I did not know his surname
or where to find his girlfriend.
And anyway, Sargeant Adamu found
the gold tooth when
his rifle dislodged it from my
anus.
Buffalo Soldier
In the last week before
he died, John James would cry softly
every night.
His father, colonel on the wrong side
absconded to Chad, across the border –
they came looking for him.
Finding only John James and his mother,
they took him, ransom for his father’s head;
but he never came – maybe he never knew.
Unable to lose face, they held JJ anyway;
one extra hand for graveyard duty – and practise
for artists seeking the perfect torture.
This child’s only crimes were an overactive
imagination, a belief in the unseen – a father who
haunted a despot.
He sucked, through eager eyes tales from Jeremiah:
goblins, ghosts, cannibals and parallel worlds. Doesn’t
he recognise the plots from the comics he gave him?
In the week before
he died, John James’ laughter fell
mauve gossamer blossoms from a tree shaking.
Heavensgate
The other politicos,
privileged by class,
education, family,
preen in their bravado,
safe from death, protected by old,
powerful benevolence.
They pay other inmates to sing their praises:
Shouts of ‘Baba! Baba! Poor man’s saviour’

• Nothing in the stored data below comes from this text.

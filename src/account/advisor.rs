//! Advisor-promotion state machine
//!
//! Users apply, privileged reviewers approve. Application never moves a
//! record out of `Pending`; only approval does, and approval flips
//! `advisor_status` and `role` together so a promoted user is never half
//! promoted. Every branch reports a fixed outcome message; repeated calls
//! land in the corresponding no-op branch.

use std::sync::Arc;

use tracing::info;

use crate::error::{AuthError, AuthResult};
use crate::store::{StoreError, UserStore};
use crate::user::{AdvisorStatus, User, UserId};

const MAX_TRANSITION_ATTEMPTS: usize = 3;

/// Result of an advisor-application or approval call
#[derive(Debug, Clone, Copy, PartialEq, Eq)]
pub enum AdvisorOutcome {
	/// Application recorded, now pending review
	Accepted,
	/// Application was already pending
	AlreadyPending,
	/// Application had already been approved
	AlreadyApproved,
	/// Application was rejected; this operation does not reopen it
	AlreadyRejected,
	/// Approval promoted the user to advisor
	Promoted,
	/// Approval found an already-promoted advisor
	AlreadyAdvisor,
}

impl AdvisorOutcome {
	/// Fixed human-facing message for each branch
	pub fn message(&self) -> &'static str {
		match self {
			AdvisorOutcome::Accepted => "Advisor application received.",
			AdvisorOutcome::AlreadyPending => "Application is already pending.",
			AdvisorOutcome::AlreadyApproved => "Application has already been approved.",
			AdvisorOutcome::AlreadyRejected => "Application has been rejected.",
			AdvisorOutcome::Promoted => "User has been promoted to advisor.",
			AdvisorOutcome::AlreadyAdvisor => "User is already an approved advisor.",
		}
	}
}

pub struct AdvisorManager {
	store: Arc<dyn UserStore>,
}

impl AdvisorManager {
	pub fn new(store: Arc<dyn UserStore>) -> Self {
		Self { store }
	}

	/// A user applies for advisor status.
	///
	/// Only `NotRequested` moves (to `Pending`); every other state reports
	/// its no-op branch without touching the row. `Rejected` is terminal
	/// through this operation.
	pub async fn apply(&self, user_id: UserId) -> AuthResult<AdvisorOutcome> {
		for _ in 0..MAX_TRANSITION_ATTEMPTS {
			let mut user = self.load(user_id).await?;
			match user.advisor_status {
				AdvisorStatus::NotRequested => {}
				AdvisorStatus::Pending => return Ok(AdvisorOutcome::AlreadyPending),
				AdvisorStatus::Approved => return Ok(AdvisorOutcome::AlreadyApproved),
				AdvisorStatus::Rejected => return Ok(AdvisorOutcome::AlreadyRejected),
			}
			user.advisor_status = AdvisorStatus::Pending;
			match self.store.save(&user).await {
				Ok(saved) => {
					info!(handle = %saved.handle, "advisor application received");
					return Ok(AdvisorOutcome::Accepted);
				}
				Err(StoreError::VersionConflict(_)) => continue,
				Err(err) => return Err(err.into()),
			}
		}
		Err(AuthError::Conflict(format!("concurrent update on user {user_id}")))
	}

	/// A privileged reviewer promotes a candidate.
	///
	/// Gated on the caller's role. Approval of an already-approved candidate
	/// is an idempotent no-op; under concurrent approvals the save conflict
	/// makes the losers re-read and short-circuit to that branch.
	pub async fn approve(&self, approver: &User, candidate_id: UserId) -> AuthResult<AdvisorOutcome> {
		if !approver.role.can_approve_advisors() {
			return Err(AuthError::Forbidden);
		}
		for _ in 0..MAX_TRANSITION_ATTEMPTS {
			let mut candidate = self.load(candidate_id).await?;
			if candidate.advisor_status == AdvisorStatus::Approved {
				return Ok(AdvisorOutcome::AlreadyAdvisor);
			}
			candidate.promote_to_advisor();
			match self.store.save(&candidate).await {
				Ok(saved) => {
					info!(
						handle = %saved.handle,
						approver = %approver.handle,
						"user promoted to advisor"
					);
					return Ok(AdvisorOutcome::Promoted);
				}
				Err(StoreError::VersionConflict(_)) => continue,
				Err(err) => return Err(err.into()),
			}
		}
		Err(AuthError::Conflict(format!(
			"concurrent update on user {candidate_id}"
		)))
	}

	async fn load(&self, id: UserId) -> AuthResult<User> {
		self.store
			.find_by_id(id)
			.await?
			.ok_or(AuthError::UserNotFound)
	}

	/// Applications awaiting review
	pub async fn pending_candidates(&self) -> AuthResult<Vec<User>> {
		Ok(self
			.store
			.find_by_advisor_status(AdvisorStatus::Pending)
			.await?)
	}
}
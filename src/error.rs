use std::path::PathBuf;
use thiserror::Error;

#[derive(Debug, Error)]
pub enum ShopError {
    #[error("invalid worktree path: {0} (expected <eng_area>/worktrees/<repo>/<branch>)")]
    PathFormat(String),

    #[error("{0}")]
    Lookup(String),

    #[error("{program} {args} failed: {detail}")]
    ExternalCommand {
        program: String,
        args: String,
        detail: String,
    },

    #[error("could not parse {}: {detail}", path.display())]
    Parse { path: PathBuf, detail: String },

    #[error(transparent)]
    Io(#[from] std::io::Error),
}

impl ShopError {
    pub fn lookup(msg: impl Into<String>) -> Self {
        Self::Lookup(msg.into())
    }

    pub fn command(program: &str, args: &[&str], detail: impl Into<String>) -> Self {
        Self::ExternalCommand {
            program: program.to_string(),
            args: args.join(" "),
            detail: detail.into(),
        }
    }
}

pub type Result<T> = std::result::Result<T, ShopError>;
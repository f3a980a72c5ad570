use std::io::{self, Write};

/// Minimal TAP producer: a version line, a plan, then numbered results.
pub struct TapWriter<W: Write> {
    out: W,
    next: usize,
}

impl<W: Write> TapWriter<W> {
    pub fn new(out: W) -> Self {
        Self { out, next: 1 }
    }

    pub fn plan_ahead(&mut self, count: usize) -> io::Result<()> {
        writeln!(self.out, "TAP version 14")?;
        writeln!(self.out, "1..{count}")
    }

    pub fn ok(&mut self, description: &str) -> io::Result<()> {
        writeln!(self.out, "ok {} - {description}", self.next)?;
        self.next += 1;
        Ok(())
    }
}
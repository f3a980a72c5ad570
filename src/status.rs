//! Porcelain parsing, dirty summaries and the status table.

use std::time::SystemTime;

#[derive(Debug, Clone, PartialEq, Eq)]
pub struct ChangeRecord {
    pub code: String,
    pub path: String,
}

impl ChangeRecord {
    pub fn kind(&self) -> ChangeKind {
        classify_change(&self.code)
    }
}

#[derive(Debug, Clone, Copy, PartialEq, Eq)]
pub enum ChangeKind {
    Modified,
    Untracked,
    Added,
    Deleted,
    Renamed,
}

impl ChangeKind {
    /// Summary order.
    const ALL: [ChangeKind; 5] = [
        ChangeKind::Modified,
        ChangeKind::Untracked,
        ChangeKind::Added,
        ChangeKind::Deleted,
        ChangeKind::Renamed,
    ];

    pub fn symbol(self) -> char {
        match self {
            ChangeKind::Modified => 'M',
            ChangeKind::Untracked => '?',
            ChangeKind::Added => 'A',
            ChangeKind::Deleted => 'D',
            ChangeKind::Renamed => 'R',
        }
    }
}

const RENAME_SEPARATOR: &str = " -> ";

pub fn parse_porcelain(text: &str) -> Vec<ChangeRecord> {
    text.lines()
        .filter(|line| line.len() >= 3)
        .filter_map(|line| {
            let code = line.get(..2)?;
            let path = match line.split_once(RENAME_SEPARATOR) {
                Some((_, new_name)) => new_name,
                None => line.get(3..)?,
            };
            Some(ChangeRecord {
                code: code.to_string(),
                path: path.to_string(),
            })
        })
        .collect()
}

/// First match wins: `?`, `R`, `A`, `D`, then modified.
pub fn classify_change(code: &str) -> ChangeKind {
    if code.contains('?') {
        ChangeKind::Untracked
    } else if code.contains('R') {
        ChangeKind::Renamed
    } else if code.contains('A') {
        ChangeKind::Added
    } else if code.contains('D') {
        ChangeKind::Deleted
    } else {
        ChangeKind::Modified
    }
}

pub fn summarize_dirty(porcelain: &str) -> String {
    let records = parse_porcelain(porcelain);
    ChangeKind::ALL
        .iter()
        .filter_map(|&kind| {
            let count = records.iter().filter(|r| r.kind() == kind).count();
            (count > 0).then(|| format!("{}{}", count, kind.symbol()))
        })
        .collect::<Vec<_>>()
        .join(" ")
}

#[derive(Debug, Clone, Default, PartialEq, Eq)]
pub struct BranchStatus {
    pub repo: String,
    pub branch: String,
    pub dirty: String,
    pub remote: String,
    pub last_commit: String,
    pub last_modified: String,
}

impl BranchStatus {
    fn cells(&self) -> [&str; 6] {
        [
            &self.repo,
            &self.branch,
            &self.dirty,
            &self.remote,
            &self.last_commit,
            &self.last_modified,
        ]
    }
}

const HEADERS: [&str; 6] = ["Repo", "Branch", "Dirty", "Remote", "LastCommit", "LastModified"];
const COLUMN_GAP: &str = "  ";

pub fn render(rows: &[BranchStatus]) -> String {
    let mut widths = HEADERS.map(|h| h.chars().count());
    for row in rows {
        for (width, cell) in widths.iter_mut().zip(row.cells()) {
            *width = (*width).max(cell.chars().count());
        }
    }

    let format_line = |cells: [&str; 6]| -> String {
        let padded: Vec<String> = cells
            .iter()
            .zip(widths)
            .map(|(cell, width)| format!("{:<width$}", cell, width = width))
            .collect();
        padded.join(COLUMN_GAP).trim_end().to_string()
    };

    let mut out = format_line(HEADERS);
    out.push('\n');
    for row in rows {
        out.push_str(&format_line(row.cells()));
        out.push('\n');
    }
    out
}

/// Position of a branch relative to its upstream, e.g. `↑3 origin/feat`.
pub fn remote_marker(upstream: Option<&str>, ahead: u32, behind: u32) -> String {
    let Some(upstream) = upstream else {
        return "-".to_string();
    };
    let arrows = match (ahead, behind) {
        (0, 0) => "≡".to_string(),
        (a, 0) => format!("↑{a}"),
        (0, b) => format!("↓{b}"),
        (a, b) => format!("↑{a}↓{b}"),
    };
    format!("{arrows} {upstream}")
}

pub fn format_time_ago(time: Option<SystemTime>) -> String {
    let Some(time) = time else {
        return "unknown".to_string();
    };
    let Ok(duration) = time.elapsed() else {
        return "unknown".to_string();
    };
    let secs = duration.as_secs();
    if secs < 60 {
        return "just now".to_string();
    }
    let mins = secs / 60;
    if mins < 60 {
        return format!("{}m ago", mins);
    }
    let hours = mins / 60;
    if hours < 24 {
        return format!("{}h ago", hours);
    }
    let days = hours / 24;
    if days < 30 {
        return format!("{}d ago", days);
    }
    let months = days / 30;
    format!("{}mo ago", months)
}

#[cfg(test)]
mod tests {
    use super::*;
    use std::time::Duration;

    #[test]
    fn parse_empty() {
        assert!(parse_porcelain("").is_empty());
    }

    #[test]
    fn parse_modified() {
        let changes = parse_porcelain(" M file.go");
        assert_eq!(changes.len(), 1);
        assert_eq!(changes[0].code, " M");
        assert_eq!(changes[0].path, "file.go");
        assert_eq!(changes[0].kind(), ChangeKind::Modified);
    }

    #[test]
    fn parse_rename_keeps_new_name() {
        let changes = parse_porcelain("R  old.go -> new.go");
        assert_eq!(changes.len(), 1);
        assert_eq!(changes[0].code, "R ");
        assert_eq!(changes[0].path, "new.go");
        assert_eq!(changes[0].kind(), ChangeKind::Renamed);
    }

    #[test]
    fn parse_multiple_preserves_order() {
        let input = " M file1.go\n?? file2.txt\nA  file3.go\n D file4.go";
        let changes = parse_porcelain(input);
        let expected = [
            (" M", "file1.go", ChangeKind::Modified),
            ("??", "file2.txt", ChangeKind::Untracked),
            ("A ", "file3.go", ChangeKind::Added),
            (" D", "file4.go", ChangeKind::Deleted),
        ];
        assert_eq!(changes.len(), expected.len());
        for (change, (code, path, kind)) in changes.iter().zip(expected) {
            assert_eq!(change.code, code);
            assert_eq!(change.path, path);
            assert_eq!(change.kind(), kind);
        }
    }

    #[test]
    fn parse_skips_blank_and_short_lines() {
        let changes = parse_porcelain("\n M a.rs\n\nxy\n?? b.rs\n");
        assert_eq!(changes.len(), 2);
        assert_eq!(changes[1].path, "b.rs");
    }

    #[test]
    fn classify_codes() {
        assert_eq!(classify_change("??"), ChangeKind::Untracked);
        assert_eq!(classify_change("R "), ChangeKind::Renamed);
        assert_eq!(classify_change("A "), ChangeKind::Added);
        assert_eq!(classify_change(" D"), ChangeKind::Deleted);
        assert_eq!(classify_change("D "), ChangeKind::Deleted);
        assert_eq!(classify_change(" M"), ChangeKind::Modified);
        assert_eq!(classify_change("MM"), ChangeKind::Modified);
    }

    #[test]
    fn classify_precedence_for_combined_flags() {
        assert_eq!(classify_change("RM"), ChangeKind::Renamed);
        assert_eq!(classify_change("AD"), ChangeKind::Added);
    }

    #[test]
    fn summarize_clean() {
        assert_eq!(summarize_dirty(""), "");
    }

    #[test]
    fn summarize_single_kinds() {
        assert_eq!(summarize_dirty(" M file.txt"), "1M");
        assert_eq!(summarize_dirty("?? newfile.txt"), "1?");
    }

    #[test]
    fn summarize_mixed() {
        let result = summarize_dirty(" M file1.go\n?? file2.txt\nA  file3.go\n D file4.go");
        for token in ["1M", "1?", "1A", "1D"] {
            assert!(result.split(' ').any(|t| t == token), "missing {token} in {result:?}");
        }
        assert!(!result.contains('R'));
    }

    #[test]
    fn summarize_counts_repeats() {
        assert_eq!(summarize_dirty(" M a\nMM b\n?? c"), "2M 1?");
    }

    fn sample_rows() -> Vec<BranchStatus> {
        vec![
            BranchStatus {
                repo: "eng/repos/myrepo".to_string(),
                branch: "main".to_string(),
                dirty: "clean".to_string(),
                remote: "≡ origin/main".to_string(),
                last_commit: "2 days ago".to_string(),
                last_modified: "2d ago".to_string(),
            },
            BranchStatus {
                repo: "eng/repos/myrepo".to_string(),
                branch: "feature-x".to_string(),
                dirty: "2M 1?".to_string(),
                remote: "↑3 origin/feature-x".to_string(),
                last_commit: "1 hour ago".to_string(),
                last_modified: "1h ago".to_string(),
            },
        ]
    }

    #[test]
    fn render_has_header_and_rows() {
        let output = render(&sample_rows());
        let lines: Vec<&str> = output.lines().collect();
        assert_eq!(lines.len(), 3);
        assert!(lines[0].starts_with("Repo"));
        assert!(lines[0].contains("LastModified"));
        assert!(lines[2].contains("feature-x"));
        assert!(output.contains("myrepo"));
    }

    #[test]
    fn render_aligns_columns() {
        let output = render(&sample_rows());
        let lines: Vec<&str> = output.lines().collect();
        // byte offsets differ once a row holds `≡`/`↑`, so compare char columns
        let col = |line: &str, needle: &str| line.find(needle).map(|b| line[..b].chars().count());
        let header_branch = col(lines[0], "Branch").unwrap();
        let row_branch = col(lines[2], "feature-x").unwrap();
        assert_eq!(header_branch, row_branch);
        let header_last = col(lines[0], "LastCommit").unwrap();
        let row_last = col(lines[2], "1 hour ago").unwrap();
        assert_eq!(header_last, row_last);
    }

    #[test]
    fn render_empty_is_header_only() {
        let output = render(&[]);
        assert_eq!(output.lines().count(), 1);
        assert_eq!(
            output.trim_end(),
            "Repo  Branch  Dirty  Remote  LastCommit  LastModified"
        );
    }

    #[test]
    fn remote_markers() {
        assert_eq!(remote_marker(None, 0, 0), "-");
        assert_eq!(remote_marker(Some("origin/main"), 0, 0), "≡ origin/main");
        assert_eq!(remote_marker(Some("origin/f"), 3, 0), "↑3 origin/f");
        assert_eq!(remote_marker(Some("origin/f"), 0, 2), "↓2 origin/f");
        assert_eq!(remote_marker(Some("origin/f"), 1, 4), "↑1↓4 origin/f");
    }

    #[test]
    fn time_ago_buckets() {
        let now = SystemTime::now();
        assert_eq!(format_time_ago(None), "unknown");
        assert_eq!(format_time_ago(Some(now)), "just now");
        assert_eq!(
            format_time_ago(Some(now - Duration::from_secs(5 * 60 + 5))),
            "5m ago"
        );
        assert_eq!(
            format_time_ago(Some(now - Duration::from_secs(3 * 3600 + 5))),
            "3h ago"
        );
        assert_eq!(
            format_time_ago(Some(now - Duration::from_secs(4 * 86400 + 5))),
            "4d ago"
        );
        assert_eq!(
            format_time_ago(Some(now - Duration::from_secs(65 * 86400))),
            "2mo ago"
        );
    }

    #[test]
    fn time_in_future_is_unknown() {
        let later = SystemTime::now() + Duration::from_secs(3600);
        assert_eq!(format_time_ago(Some(later)), "unknown");
    }
}
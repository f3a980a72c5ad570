//! Deterministic stand-ins for git, zmx and ssh.

use std::cell::{Cell, RefCell};
use std::collections::HashMap;
use std::os::unix::process::ExitStatusExt;
use std::path::{Path, PathBuf};
use std::process::ExitStatus;

use crate::error::{Result, ShopError};
use crate::remote::RemoteExec;
use crate::session::Session;
use crate::vcs::Vcs;

type Scripted = std::result::Result<String, String>;

/// Answers each call with the first scripted response whose prefix matches
/// the joined arguments, or empty output. A successful `worktree remove`
/// deletes the directory like git would.
#[derive(Default)]
pub struct FakeVcs {
    responses: Vec<(String, Scripted)>,
    calls: RefCell<Vec<(PathBuf, String)>>,
}

impl FakeVcs {
    pub fn new() -> Self {
        Self::default()
    }

    pub fn respond(mut self, prefix: &str, out: std::result::Result<&str, &str>) -> Self {
        let out = out.map(String::from).map_err(String::from);
        self.responses.push((prefix.to_string(), out));
        self
    }

    pub fn calls(&self) -> Vec<(PathBuf, String)> {
        self.calls.borrow().clone()
    }

    pub fn called(&self, prefix: &str) -> bool {
        self.calls.borrow().iter().any(|(_, line)| line.starts_with(prefix))
    }

    fn answer(&self, dir: &Path, args: &[&str]) -> Result<String> {
        let line = args.join(" ");
        self.calls.borrow_mut().push((dir.to_path_buf(), line.clone()));
        let scripted = self
            .responses
            .iter()
            .find(|(prefix, _)| line.starts_with(prefix.as_str()))
            .map(|(_, out)| out.clone())
            .unwrap_or_else(|| Ok(String::new()));
        match scripted {
            Ok(out) => {
                if let ["worktree", "remove", path, ..] = args {
                    let _ = std::fs::remove_dir_all(path);
                }
                Ok(out)
            }
            Err(detail) => Err(ShopError::command("git", args, detail)),
        }
    }
}

impl Vcs for FakeVcs {
    fn run(&self, dir: &Path, args: &[&str]) -> Result<String> {
        self.answer(dir, args)
    }

    fn run_passthrough(&self, dir: &Path, args: &[&str]) -> Result<()> {
        self.answer(dir, args).map(|_| ())
    }
}

#[derive(Default)]
pub struct FakeSession {
    pub exit_code: i32,
    pub unavailable: bool,
    pub attaches: RefCell<Vec<(PathBuf, String, Vec<String>)>>,
    pub detaches: Cell<usize>,
}

impl Session for FakeSession {
    fn attach(&self, dir: &Path, key: &str, command: &[String]) -> Result<ExitStatus> {
        if self.unavailable {
            return Err(ShopError::command("zmx", &["attach", key], "not found"));
        }
        self.attaches
            .borrow_mut()
            .push((dir.to_path_buf(), key.to_string(), command.to_vec()));
        Ok(ExitStatus::from_raw(self.exit_code << 8))
    }

    fn detach(&self) -> Result<()> {
        self.detaches.set(self.detaches.get() + 1);
        Ok(())
    }
}

/// Hosts without a scripted answer are unreachable.
#[derive(Default)]
pub struct FakeRemote {
    pub outputs: HashMap<String, String>,
    pub calls: RefCell<Vec<(String, String)>>,
}

impl FakeRemote {
    pub fn with_host(mut self, host: &str, output: &str) -> Self {
        self.outputs.insert(host.to_string(), output.to_string());
        self
    }
}

impl RemoteExec for FakeRemote {
    fn run(&self, host: &str, command: &str) -> Result<String> {
        self.calls
            .borrow_mut()
            .push((host.to_string(), command.to_string()));
        self.outputs
            .get(host)
            .cloned()
            .ok_or_else(|| ShopError::command("ssh", &[host], "connection timed out"))
    }

    fn interactive(&self, host: &str, command: &str) -> Result<()> {
        self.run(host, command).map(|_| ())
    }
}
mod address;
mod cli;
mod completions;
mod config;
mod context;
mod error;
mod git;
mod merge;
mod perms;
mod remote;
mod report;
mod session;
mod shop;
mod status;
mod sweatfile;
mod tap;
#[cfg(test)]
mod testutil;
mod vcs;
mod workspace;

use anyhow::Result;
use clap::Parser;
use owo_colors::{OwoColorize, Stream};
use std::io::{self, Write};
use tracing_subscriber::{EnvFilter, layer::SubscriberExt, util::SubscriberInitExt};

use cli::{Cli, Commands};
use config::Config;
use context::Context;
use perms::{ReviewAction, ReviewDecision};

fn init_logging() {
    let filter = EnvFilter::try_from_default_env().unwrap_or_else(|_| EnvFilter::new("info"));

    tracing_subscriber::registry()
        .with(filter)
        .with(
            tracing_subscriber::fmt::layer()
                .with_writer(io::stderr)
                .with_target(false)
                .without_time(),
        )
        .init();
}

fn decisions(global: Vec<String>, repo: Vec<String>, discard: Vec<String>) -> Vec<ReviewDecision> {
    let tagged = |rules: Vec<String>, action: ReviewAction| {
        rules
            .into_iter()
            .map(move |rule| ReviewDecision { rule, action })
    };
    tagged(global, ReviewAction::PromoteGlobal)
        .chain(tagged(repo, ReviewAction::PromoteRepo))
        .chain(tagged(discard, ReviewAction::Discard))
        .collect()
}

fn run(cli: Cli) -> Result<()> {
    let config = Config::from_env()?;
    let ctx = Context {
        config: &config,
        vcs: &git::GitCli,
        session: &session::Zmx,
        remote: &remote::Ssh,
    };
    let mut stdout = io::stdout().lock();

    match cli.command {
        Commands::Open {
            target,
            format,
            no_attach,
            agent_args,
        } => {
            let target = address::parse_target(&target);
            if let Some(host) = &target.host {
                return Ok(remote::open_remote(ctx.remote, host, &target.path)?);
            }
            let ws_path = address::worktree_path(&config.home, &target.path);
            if ws_path.is_dir() {
                shop::open_existing(&ctx, &target.path, format, no_attach, &agent_args, &mut stdout)?;
            } else {
                shop::open_new(&ctx, &target.path, format, no_attach, &agent_args, &mut stdout)?;
            }
        }
        Commands::Close { path, format } => shop::close(&ctx, &path, format, &mut stdout)?,
        Commands::Merge => {
            let cwd = std::env::current_dir()?;
            merge::run(&ctx, &cwd)?;
        }
        Commands::Status { local } => {
            write!(stdout, "{}", status::render(&report::local_rows(&ctx)))?;
            if !local {
                for (host, report) in report::remote_reports(&ctx) {
                    writeln!(stdout)?;
                    let heading = format!("{host}:");
                    writeln!(
                        stdout,
                        "{}",
                        heading.if_supports_color(Stream::Stdout, |t| t.bold())
                    )?;
                    write!(stdout, "{report}")?;
                }
            }
        }
        Commands::Completions => completions::all(&ctx, &mut stdout)?,
        Commands::Perms {
            path,
            global,
            repo,
            discard,
        } => perms::review_workspace(
            &config.tiers_dir(),
            &config.home,
            &path,
            &decisions(global, repo, discard),
        )?,
        Commands::Version => {
            writeln!(
                stdout,
                "{} {}",
                "sweatshop".if_supports_color(Stream::Stdout, |t| t.cyan()),
                env!("CARGO_PKG_VERSION")
            )?;
        }
    }
    Ok(())
}

fn main() {
    init_logging();
    let cli = Cli::parse();
    if let Err(err) = run(cli) {
        eprintln!(
            "{} {:#}",
            "error:".if_supports_color(Stream::Stderr, |t| t.red()),
            err
        );
        std::process::exit(1);
    }
}

#[cfg(test)]
mod tests {
    use super::*;

    #[test]
    fn decisions_are_tagged_in_flag_order() {
        let got = decisions(
            vec!["Read".to_string()],
            vec!["Bash(just:*)".to_string()],
            vec!["WebFetch".to_string()],
        );
        let actions: Vec<ReviewAction> = got.iter().map(|d| d.action).collect();
        assert_eq!(
            actions,
            vec![
                ReviewAction::PromoteGlobal,
                ReviewAction::PromoteRepo,
                ReviewAction::Discard
            ]
        );
        assert_eq!(got[1].rule, "Bash(just:*)");
    }
}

chase their farts echoing up their own arses.
Other heroes here are men and boys
with no power, no privilege, no class,
nothing to gain: not even a book published.
Their crime is to be poor and proud
in the face of tyranny: unbroken by angels
they worry liars to madness.
And one of these nameless
crawled into my cell at night via sewer pipe
to give me a jar of his own blood
and paper, stolen inch by inch, hidden up
trained rectums and glued together into
sheets with mango sap.
‘To take write our suffering’
These true heroes are lost
in the heat hazes that shimmer over unmarked
graves riddling the swamp behind the prison walls.
Mango Chutney
Plucking mangoes
Sport for guards, soldiers, policemen.
Drunk, home bound from shift-end
they stop at death row, choose casually,
lining us up against the wall scarred from
previous plucking, under that spreading tree.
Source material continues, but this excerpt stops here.